Content starts

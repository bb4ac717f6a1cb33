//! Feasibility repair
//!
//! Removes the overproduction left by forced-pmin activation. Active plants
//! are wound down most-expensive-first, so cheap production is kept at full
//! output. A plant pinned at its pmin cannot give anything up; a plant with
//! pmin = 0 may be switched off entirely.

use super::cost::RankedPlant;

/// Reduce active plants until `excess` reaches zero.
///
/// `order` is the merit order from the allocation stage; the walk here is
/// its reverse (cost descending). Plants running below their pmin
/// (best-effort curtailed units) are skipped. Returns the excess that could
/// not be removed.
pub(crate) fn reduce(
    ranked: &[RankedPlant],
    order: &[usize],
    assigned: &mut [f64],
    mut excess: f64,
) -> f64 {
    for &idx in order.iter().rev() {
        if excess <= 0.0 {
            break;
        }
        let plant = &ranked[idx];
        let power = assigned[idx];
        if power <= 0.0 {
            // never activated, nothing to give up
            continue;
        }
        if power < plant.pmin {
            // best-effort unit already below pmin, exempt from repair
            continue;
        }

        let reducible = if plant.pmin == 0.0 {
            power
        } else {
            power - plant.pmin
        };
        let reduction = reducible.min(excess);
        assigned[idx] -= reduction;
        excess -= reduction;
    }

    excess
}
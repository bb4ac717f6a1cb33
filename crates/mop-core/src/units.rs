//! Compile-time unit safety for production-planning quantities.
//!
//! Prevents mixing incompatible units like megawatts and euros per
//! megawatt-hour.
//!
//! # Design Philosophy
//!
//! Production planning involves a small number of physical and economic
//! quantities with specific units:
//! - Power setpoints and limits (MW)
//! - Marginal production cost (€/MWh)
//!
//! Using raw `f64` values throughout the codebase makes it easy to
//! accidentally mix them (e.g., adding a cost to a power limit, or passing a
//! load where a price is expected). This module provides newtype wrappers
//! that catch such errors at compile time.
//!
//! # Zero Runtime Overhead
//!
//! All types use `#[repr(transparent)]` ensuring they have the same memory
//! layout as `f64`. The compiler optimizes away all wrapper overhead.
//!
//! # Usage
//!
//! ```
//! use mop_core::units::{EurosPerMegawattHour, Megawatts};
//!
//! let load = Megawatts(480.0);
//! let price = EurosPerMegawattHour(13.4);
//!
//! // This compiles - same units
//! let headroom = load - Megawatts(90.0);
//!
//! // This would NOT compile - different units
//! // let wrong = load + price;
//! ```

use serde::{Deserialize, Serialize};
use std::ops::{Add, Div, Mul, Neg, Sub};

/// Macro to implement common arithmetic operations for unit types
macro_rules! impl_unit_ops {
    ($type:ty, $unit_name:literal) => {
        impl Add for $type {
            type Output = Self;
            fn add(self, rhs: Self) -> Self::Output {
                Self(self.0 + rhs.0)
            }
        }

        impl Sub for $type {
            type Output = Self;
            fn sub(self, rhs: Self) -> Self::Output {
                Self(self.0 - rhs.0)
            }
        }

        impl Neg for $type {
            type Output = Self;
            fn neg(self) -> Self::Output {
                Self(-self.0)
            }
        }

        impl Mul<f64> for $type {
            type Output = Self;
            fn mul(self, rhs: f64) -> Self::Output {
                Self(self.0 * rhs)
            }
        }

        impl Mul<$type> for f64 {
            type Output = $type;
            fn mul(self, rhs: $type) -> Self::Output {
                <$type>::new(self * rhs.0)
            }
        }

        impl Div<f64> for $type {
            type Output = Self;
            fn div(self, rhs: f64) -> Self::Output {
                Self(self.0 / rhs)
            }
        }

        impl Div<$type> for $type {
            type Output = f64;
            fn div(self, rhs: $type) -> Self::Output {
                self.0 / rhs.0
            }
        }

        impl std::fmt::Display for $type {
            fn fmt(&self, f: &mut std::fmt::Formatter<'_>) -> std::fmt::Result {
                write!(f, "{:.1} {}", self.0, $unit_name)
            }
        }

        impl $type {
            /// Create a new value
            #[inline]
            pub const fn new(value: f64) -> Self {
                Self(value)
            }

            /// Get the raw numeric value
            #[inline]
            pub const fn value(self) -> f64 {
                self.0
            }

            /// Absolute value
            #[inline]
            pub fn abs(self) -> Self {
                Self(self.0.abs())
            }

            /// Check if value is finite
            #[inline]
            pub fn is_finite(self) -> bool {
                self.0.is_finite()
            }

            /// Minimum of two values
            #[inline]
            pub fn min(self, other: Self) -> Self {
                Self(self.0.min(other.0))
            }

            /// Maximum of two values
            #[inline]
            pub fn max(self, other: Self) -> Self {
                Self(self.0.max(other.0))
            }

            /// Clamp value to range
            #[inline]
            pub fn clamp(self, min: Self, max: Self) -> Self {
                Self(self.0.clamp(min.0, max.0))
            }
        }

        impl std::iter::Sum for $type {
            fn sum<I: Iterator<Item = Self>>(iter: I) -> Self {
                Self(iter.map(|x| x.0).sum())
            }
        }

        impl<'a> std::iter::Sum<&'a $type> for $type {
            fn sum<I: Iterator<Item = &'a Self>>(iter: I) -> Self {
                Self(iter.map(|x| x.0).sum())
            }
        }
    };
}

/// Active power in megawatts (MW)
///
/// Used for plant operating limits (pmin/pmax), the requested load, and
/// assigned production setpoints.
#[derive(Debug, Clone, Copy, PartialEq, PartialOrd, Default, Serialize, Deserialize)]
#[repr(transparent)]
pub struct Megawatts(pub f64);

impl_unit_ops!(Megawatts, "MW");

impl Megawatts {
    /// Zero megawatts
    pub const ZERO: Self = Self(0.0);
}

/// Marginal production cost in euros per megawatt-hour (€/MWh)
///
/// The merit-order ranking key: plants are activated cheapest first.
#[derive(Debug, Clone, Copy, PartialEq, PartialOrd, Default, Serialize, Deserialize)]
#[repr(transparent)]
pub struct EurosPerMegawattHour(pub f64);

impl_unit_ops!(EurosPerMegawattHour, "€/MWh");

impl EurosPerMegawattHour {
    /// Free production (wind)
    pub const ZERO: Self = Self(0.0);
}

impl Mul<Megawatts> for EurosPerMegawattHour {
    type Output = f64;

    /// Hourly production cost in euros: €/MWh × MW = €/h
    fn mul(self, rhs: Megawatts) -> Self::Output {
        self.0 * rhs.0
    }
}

Content ends

Up to and including the line that holds "below their pmin", reproduce the records above exactly from their first line, and give nothing else.

• [Answer box]:
repository bb4ac717f6a1cb33
//! Feasibility repair
//!
//! Removes the overproduction left by forced-pmin activation. Active plants
//! are wound down most-expensive-first, so cheap production is kept at full
//! output. A plant pinned at its pmin cannot give anything up; a plant with
//! pmin = 0 may be switched off entirely.

use super::cost::RankedPlant;

/// Reduce active plants until `excess` reaches zero.
///
/// `order` is the merit order from the allocation stage; the walk here is
/// its reverse (cost descending). Plants running below their pmin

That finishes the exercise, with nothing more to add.